» EXERCISE INPUTS:
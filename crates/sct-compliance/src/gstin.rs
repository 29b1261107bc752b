//! # GSTIN Validation and Lookup
//!
//! A GSTIN is 15 characters:
//!
//! ```text
//!  27  AAPFU0939F  1   Z   V
//!  │   │           │   │   └ check character   [0-9A-Z]
//!  │   │           │   └──── fixed 'Z'
//!  │   │           └──────── entity number      [1-9A-Z]
//!  │   └──────────────────── PAN: 5 letters, 4 digits, 1 letter
//!  └──────────────────────── state code         2 digits
//! ```
//!
//! The state code must appear in the published state table. Input is
//! trimmed but never case-folded: a lowercase GSTIN is invalid.

use std::fmt;

use serde::{Deserialize, Serialize};

use crate::error::ComplianceError;

/// Length of a GSTIN in characters.
pub const GSTIN_LEN: usize = 15;

/// GST state codes and names.
const STATE_CODES: &[(&str, &str)] = &[
    ("01", "Jammu and Kashmir"),
    ("02", "Himachal Pradesh"),
    ("03", "Punjab"),
    ("04", "Chandigarh"),
    ("05", "Uttarakhand"),
    ("06", "Haryana"),
    ("07", "Delhi"),
    ("08", "Rajasthan"),
    ("09", "Uttar Pradesh"),
    ("10", "Bihar"),
    ("11", "Sikkim"),
    ("12", "Arunachal Pradesh"),
    ("13", "Nagaland"),
    ("14", "Manipur"),
    ("15", "Mizoram"),
    ("16", "Tripura"),
    ("17", "Meghalaya"),
    ("18", "Assam"),
    ("19", "West Bengal"),
    ("20", "Jharkhand"),
    ("21", "Odisha"),
    ("22", "Chhattisgarh"),
    ("23", "Madhya Pradesh"),
    ("24", "Gujarat"),
    ("25", "Daman and Diu"),
    ("26", "Dadra and Nagar Haveli"),
    ("27", "Maharashtra"),
    ("29", "Karnataka"),
    ("30", "Goa"),
    ("31", "Lakshadweep"),
    ("32", "Kerala"),
    ("33", "Tamil Nadu"),
    ("34", "Puducherry"),
    ("35", "Andaman and Nicobar Islands"),
    ("36", "Telangana"),
    ("37", "Andhra Pradesh"),
];

/// State name for a two-digit GST state code.
pub fn state_name(code: &str) -> Option<&'static str> {
    STATE_CODES
        .iter()
        .find(|(c, _)| *c == code)
        .map(|(_, name)| *name)
}

/// A GSTIN whose layout and state code have been checked.
#[derive(Debug, Clone, PartialEq, Eq, Hash, Serialize)]
#[serde(transparent)]
pub struct Gstin(String);

impl<'de> Deserialize<'de> for Gstin {
    fn deserialize<D: serde::Deserializer<'de>>(deserializer: D) -> Result<Self, D::Error> {
        let raw = String::deserialize(deserializer)?;
        Self::parse(&raw).map_err(serde::de::Error::custom)
    }
}

impl Gstin {
    /// Validate a GSTIN.
    pub fn parse(raw: &str) -> Result<Self, ComplianceError> {
        let s = raw.trim();
        if !has_gstin_layout(s) {
            return Err(ComplianceError::InvalidGstin(s.to_string()));
        }
        let code = &s[..2];
        if state_name(code).is_none() {
            return Err(ComplianceError::UnknownStateCode {
                code: code.to_string(),
            });
        }
        Ok(Self(s.to_string()))
    }

    /// Whether `raw` has a valid layout and state code.
    pub fn is_valid(raw: &str) -> bool {
        Self::parse(raw).is_ok()
    }

    pub fn as_str(&self) -> &str {
        &self.0
    }

    /// Two-digit state code.
    pub fn state_code(&self) -> &str {
        &self.0[..2]
    }

    /// Registered state name.
    pub fn state_name(&self) -> &'static str {
        state_name(self.state_code()).unwrap_or_default()
    }

    /// The embedded PAN (characters 3 to 12).
    pub fn pan(&self) -> &str {
        &self.0[2..12]
    }
}

impl fmt::Display for Gstin {
    fn fmt(&self, f: &mut fmt::Formatter<'_>) -> fmt::Result {
        f.write_str(&self.0)
    }
}

fn has_gstin_layout(s: &str) -> bool {
    let b = s.as_bytes();
    b.len() == GSTIN_LEN
        && b[..2].iter().all(u8::is_ascii_digit)
        && b[2..7].iter().all(u8::is_ascii_uppercase)
        && b[7..11].iter().all(u8::is_ascii_digit)
        && b[11].is_ascii_uppercase()
        && (matches!(b[12], b'1'..=b'9') || b[12].is_ascii_uppercase())
        && b[13] == b'Z'
        && (b[14].is_ascii_digit() || b[14].is_ascii_uppercase())
}

// ─── Lookup adapter ──────────────────────────────────────────────────

/// Registration status reported by the GST service.
#[derive(Debug, Clone, Copy, PartialEq, Eq, Hash, Serialize, Deserialize)]
pub enum TaxpayerStatus {
    Active,
    Cancelled,
    Suspended,
}

impl fmt::Display for TaxpayerStatus {
    fn fmt(&self, f: &mut fmt::Formatter<'_>) -> fmt::Result {
        match self {
            Self::Active => write!(f, "Active"),
            Self::Cancelled => write!(f, "Cancelled"),
            Self::Suspended => write!(f, "Suspended"),
        }
    }
}

/// Principal place of business.
#[derive(Debug, Clone, PartialEq, Eq, Serialize, Deserialize)]
#[serde(rename_all = "camelCase")]
pub struct PrincipalPlace {
    pub address: String,
    pub pincode: String,
    pub state: String,
}

/// Taxpayer record returned by a GSTIN lookup.
#[derive(Debug, Clone, PartialEq, Eq, Serialize, Deserialize)]
#[serde(rename_all = "camelCase")]
pub struct GstinDetails {
    pub gstin: Gstin,
    pub legal_name: String,
    pub trade_name: String,
    /// `YYYY-MM-DD`.
    pub registration_date: String,
    pub constitution_of_business: String,
    pub taxpayer_type: String,
    pub status: TaxpayerStatus,
    pub state_code: String,
    pub state_name: String,
    pub principal_place: PrincipalPlace,
}

/// Adapter trait for the GST taxpayer search service.
///
/// Implementations must be `Send + Sync` so they can be shared behind an
/// `Arc`. The trait is object-safe to support runtime selection of the
/// mock or a live client.
pub trait GstinLookup: Send + Sync {
    /// Fetch the taxpayer record for an already-validated GSTIN.
    fn lookup(&self, gstin: &Gstin) -> Result<GstinDetails, ComplianceError>;

    /// Human-readable name of this adapter implementation.
    fn adapter_name(&self) -> &str;
}

/// Validate `raw`, look it up, and require an active registration.
pub fn verify_gstin(lookup: &dyn GstinLookup, raw: &str) -> Result<GstinDetails, ComplianceError> {
    let gstin = Gstin::parse(raw)?;
    let details = lookup.lookup(&gstin)?;
    if details.status != TaxpayerStatus::Active {
        tracing::warn!(gstin = %gstin, status = %details.status, adapter = lookup.adapter_name(), "GSTIN registration is not active");
        return Err(ComplianceError::NotRegistered(gstin.to_string()));
    }
    tracing::debug!(gstin = %gstin, adapter = lookup.adapter_name(), "GSTIN verified");
    Ok(details)
}

/// Mock GST lookup for tests and development.
///
/// Every well-formed GSTIN resolves to a fixed sample taxpayer in the
/// GSTIN's own state. GSTINs whose entity number is `9` are reported as
/// cancelled, so callers can exercise the inactive path.
#[derive(Debug, Clone, Default)]
pub struct MockGstinLookup;

impl GstinLookup for MockGstinLookup {
    fn lookup(&self, gstin: &Gstin) -> Result<GstinDetails, ComplianceError> {
        let status = if gstin.as_str().as_bytes()[12] == b'9' {
            TaxpayerStatus::Cancelled
        } else {
            TaxpayerStatus::Active
        };
        let state = gstin.state_name().to_string();
        Ok(GstinDetails {
            gstin: gstin.clone(),
            legal_name: "Sample Company Private Limited".into(),
            trade_name: "Sample Company".into(),
            registration_date: "2020-01-01".into(),
            constitution_of_business: "Private Limited Company".into(),
            taxpayer_type: "Regular".into(),
            status,
            state_code: gstin.state_code().to_string(),
            state_name: state.clone(),
            principal_place: PrincipalPlace {
                address: "123, Sample Street, Sample Area".into(),
                pincode: "560001".into(),
                state,
            },
        })
    }

    fn adapter_name(&self) -> &str {
        "MockGstinLookup"
    }
}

» AIM OF THE TASK:
Go through the records above and return each line in which the word "Private" occurs.

» EXERCISE OUTPUT:
            legal_name: "Sample Company Private Limited".into(),
            constitution_of_business: "Private Limited Company".into(),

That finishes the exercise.